A bowling ball (mass \(=7.2 \mathrm{~kg},\) radius \(=0.11 \mathrm{~m}\) ) and a billiard ball (mass \(=0.38 \mathrm{~kg}\), radius \(=0.028 \mathrm{~m}\) ) may each be treated as uniform spheres. What is the magnitude of the maximum gravitational force that each can exert on the other?

Short Answer

Expert verified
The maximum gravitational force between the two spheres is approximately \(9.59 \times 10^{-9}\) Newtons.

Step by step solution

01

Understand the Problem

We need to find the gravitational force between a bowling ball and a billiard ball. This gravitational force can be calculated using Newton's law of universal gravitation.
02

Identify and Write Down Known Quantities

\[m_1 = 7.2 \text{ kg (mass of the bowling ball)}, \ m_2 = 0.38 \text{ kg (mass of the billiard ball)}, \ r_1 = 0.11 \text{ m (radius of the bowling ball)}, \ r_2 = 0.028 \text{ m (radius of the billiard ball)}, \ G = 6.674 \times 10^{-11} \text{ N m}^2/\text{kg}^2 \text{ (Gravitational constant)}.\]
03

Calculate the Distance Between the Two Objects

The maximum gravitational force occurs when the objects are just touching each other.
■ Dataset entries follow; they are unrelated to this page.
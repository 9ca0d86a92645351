#![no_main]
use arbitrary::Arbitrary;
use libfuzzer_sys::fuzz_target;
use rand::rngs::SmallRng;
use rand::{Rng, SeedableRng};
use serde_json::Value;

#[derive(Arbitrary, Debug)]
struct Input {
    doc: Vec<u8>,
    /// Picks which listed pointers go into the `find_many` batch.
    seed: u64,
    /// Pointers that may or may not be in the document.
    extra: Vec<String>,
}

fuzz_target!(|input: Input| {
    let Input { doc, seed, extra } = input;

    for pointer in &extra {
        let _ = rawpointer::find(&doc, pointer);
    }
    let _ = rawpointer::find_many(&doc, &extra);

    // Anything serde_json accepts must be fully addressable.
    let Ok(value) = serde_json::from_slice::<Value>(&doc) else {
        let _ = rawpointer::list_pointers(&doc);
        return;
    };
    let pointers = rawpointer::list_pointers(&doc).expect("valid document rejected");
    assert_eq!(pointers[0], "");

    for pointer in &pointers {
        let raw = rawpointer::find(&doc, pointer)
            .expect("find failed on valid document")
            .unwrap_or_else(|| panic!("listed pointer {pointer:?} not found"));
        let found: Value = serde_json::from_slice(raw.as_bytes()).expect("span is not JSON");
        // Duplicate keys resolve to the first occurrence here and to the last
        // in serde_json.
        if let Some(expected) = value.pointer(pointer) {
            if pointers.iter().filter(|p| *p == pointer).count() == 1 {
                assert_eq!(&found, expected, "{pointer:?}");
            }
        }
    }

    let mut rng = SmallRng::seed_from_u64(seed);
    let mut batch: Vec<&str> = pointers
        .iter()
        .map(String::as_str)
        .filter(|_| rng.random_bool(0.5))
        .collect();
    batch.extend(
        extra
            .iter()
            .map(String::as_str)
            .filter(|p| p.is_empty() || p.starts_with('/')),
    );

    let many = rawpointer::find_many(&doc, &batch).expect("find_many failed on valid document");
    for pointer in &batch {
        let one = rawpointer::find(&doc, pointer).ok().flatten();
        assert_eq!(many.get(*pointer).copied(), one, "{pointer:?}");
    }
});
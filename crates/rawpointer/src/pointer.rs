//! RFC 6901 pointer text.
//!
//! A pointer is `""` for the whole document, otherwise `/` followed by the
//! reference tokens joined by `/`, with `~` written as `~0` and `/` as `~1`.

use alloc::{borrow::Cow, string::String, vec::Vec};
use core::fmt::Write as _;

use crate::{error::PointerError, path::PathItem};

/// Encodes a path as canonical pointer text.
///
/// ```rust
/// use rawpointer::{path, pointer::encode};
///
/// assert_eq!(encode(&[]), "");
/// assert_eq!(encode(&path!["foo", 0]), "/foo/0");
/// assert_eq!(encode(&path!["g/n/r"]), "/g~1n~1r");
/// ```
#[must_use]
pub fn encode(path: &[PathItem<'_>]) -> String {
    let mut out = String::with_capacity(64);
    write_pointer(&mut out, path);
    out
}

/// Appends the pointer text of `path` to `out`.
pub fn write_pointer(out: &mut String, path: &[PathItem<'_>]) {
    for item in path {
        out.push('/');
        match item {
            PathItem::Key(k) => write_token(out, k),
            PathItem::Index(i) => {
                // Writing to a String cannot fail.
                let _ = write!(out, "{i}");
            }
        }
    }
}

fn write_token(out: &mut String, token: &str) {
    for c in token.chars() {
        match c {
            '~' => out.push_str("~0"),
            '/' => out.push_str("~1"),
            c => out.push(c),
        }
    }
}

/// Escapes one reference token.
#[must_use]
pub fn escape_token(token: &str) -> Cow<'_, str> {
    if !token.contains(['~', '/']) {
        return Cow::Borrowed(token);
    }
    let mut out = String::with_capacity(token.len() + 4);
    write_token(&mut out, token);
    Cow::Owned(out)
}

fn unescape_token(token: &str) -> Cow<'_, str> {
    if token.contains('~') {
        Cow::Owned(token.replace("~1", "/").replace("~0", "~"))
    } else {
        Cow::Borrowed(token)
    }
}

/// Splits pointer text into its decoded reference tokens.
///
/// `""` decodes to no tokens, `"/"` to a single empty token.
///
/// # Errors
///
/// [`PointerError::MissingLeadingSlash`] when non-empty text does not begin
/// with `/`.
pub fn decode(text: &str) -> Result<Vec<Cow<'_, str>>, PointerError> {
    if text.is_empty() {
        return Ok(Vec::new());
    }
    let Some(rest) = text.strip_prefix('/') else {
        return Err(PointerError::MissingLeadingSlash(text.into()));
    };
    Ok(rest.split('/').map(unescape_token).collect())
}

/// Rewrites pointer text in canonical form.
///
/// Canonical text is what [`encode`] produces for the decoded tokens. Two
/// texts that decode to the same tokens canonicalize to the same string.
///
/// # Errors
///
/// Same as [`decode`].
pub fn canonicalize(text: &str) -> Result<String, PointerError> {
    let tokens = decode(text)?;
    let mut out = String::with_capacity(text.len());
    for token in &tokens {
        out.push('/');
        write_token(&mut out, token);
    }
    Ok(out)
}

/// Parses a reference token as an array index.
///
/// Only the canonical decimal form is accepted: `"0"`, or digits without a
/// leading zero.
#[must_use]
pub fn parse_index(token: &str) -> Option<usize> {
    match token.as_bytes() {
        [b'0'] => Some(0),
        [b'1'..=b'9', rest @ ..] if rest.iter().all(u8::is_ascii_digit) => token.parse().ok(),
        _ => None,
    }
}

#[cfg(test)]
mod tests {
    use alloc::{string::ToString, vec, vec::Vec};

    use rstest::rstest;

    use super::*;
    use crate::{Path, path};

    #[rstest]
    #[case("/", &[""])]
    #[case("/a", &["a"])]
    #[case("/a~1b", &["a/b"])]
    #[case("/m~0n", &["m~n"])]
    #[case("/ ", &[" "])]
    #[case("/g~1n~1r", &["g/n/r"])]
    #[case("/g/n/r", &["g", "n", "r"])]
    #[case("/~01", &["~1"])]
    #[case("//", &["", ""])]
    #[case("/a/0/", &["a", "0", ""])]
    fn coder(#[case] text: &str, #[case] tokens: &[&str]) {
        let path: Path<'_> = tokens.iter().map(|t| PathItem::from(*t)).collect();
        assert_eq!(encode(&path), text);
        assert_eq!(decode(text).unwrap(), tokens.to_vec());
        assert_eq!(canonicalize(text).unwrap(), text);
    }

    #[test]
    fn root() {
        assert_eq!(encode(&[]), "");
        assert!(decode("").unwrap().is_empty());
        assert_eq!(canonicalize("").unwrap(), "");
    }

    #[test]
    fn indices_encode_as_decimal() {
        assert_eq!(encode(&path!["foo", 10, "bar"]), "/foo/10/bar");
        let mut out = "prefix:".to_string();
        write_pointer(&mut out, &path![0]);
        assert_eq!(out, "prefix:/0");
    }

    #[test]
    fn escaping_is_single_pass() {
        assert_eq!(escape_token("~1"), "~01");
        assert_eq!(escape_token("/0"), "~10");
        assert!(matches!(escape_token("plain"), Cow::Borrowed("plain")));
        assert_eq!(decode("/~01").unwrap(), vec!["~1"]);
        assert_eq!(decode("/~10").unwrap(), vec!["/0"]);
    }

    #[test]
    fn decoded_tokens_borrow_without_tilde() {
        let tokens = decode("/a/b").unwrap();
        assert!(tokens.iter().all(|t| matches!(t, Cow::Borrowed(_))));
    }

    #[test]
    fn canonical_spelling() {
        assert_eq!(canonicalize("/a~1b").unwrap(), "/a~1b");
        // `~2` is not an escape and passes through.
        assert_eq!(canonicalize("/a~2").unwrap(), "/a~02");
    }

    #[test]
    fn missing_slash() {
        assert_eq!(
            decode("foo").unwrap_err(),
            PointerError::MissingLeadingSlash("foo".into())
        );
        assert!(canonicalize("#/foo").is_err());
    }

    #[rstest]
    #[case("0", Some(0))]
    #[case("7", Some(7))]
    #[case("1234", Some(1234))]
    #[case("00", None)]
    #[case("01", None)]
    #[case("-1", None)]
    #[case("+1", None)]
    #[case("1a", None)]
    #[case("", None)]
    #[case(" 1", None)]
    #[case("99999999999999999999999999", None)]
    fn index_tokens(#[case] token: &str, #[case] expected: Option<usize>) {
        assert_eq!(parse_index(token), expected);
    }

    #[test]
    fn roundtrip_keeps_tokens() {
        let path = path!["a/b~c", 3, "", "~0"];
        let text = encode(&path);
        let tokens: Vec<_> = decode(&text).unwrap();
        assert_eq!(tokens, vec!["a/b~c", "3", "", "~0"]);
    }
}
The distance between the centers of the two balls when they touch is the sum of their radii:\[d = r_1 + r_2 = 0.11 \text{ m} + 0.028 \text{ m} = 0.138 \text{ m}.\]
04

Use Newton's Law of Universal Gravitation

Newton's law of universal gravitation gives the force as:\[F = \frac{G \cdot m_1 \cdot m_2}{d^2}.\]Substitute the known values:\[F = \frac{6.674 \times 10^{-11} \cdot 7.2 \cdot 0.38}{(0.138)^2}.\]
05

Calculate the Gravitational Force

Perform the calculation:\[F = \frac{6.674 \times 10^{-11} \cdot 2.736}{0.019044} \approx 9.59 \times 10^{-9} \text{ N}.\]Thus, the magnitude of the maximum gravitational force between the two spheres is approximately \(9.59 \times 10^{-9}\) Newtons.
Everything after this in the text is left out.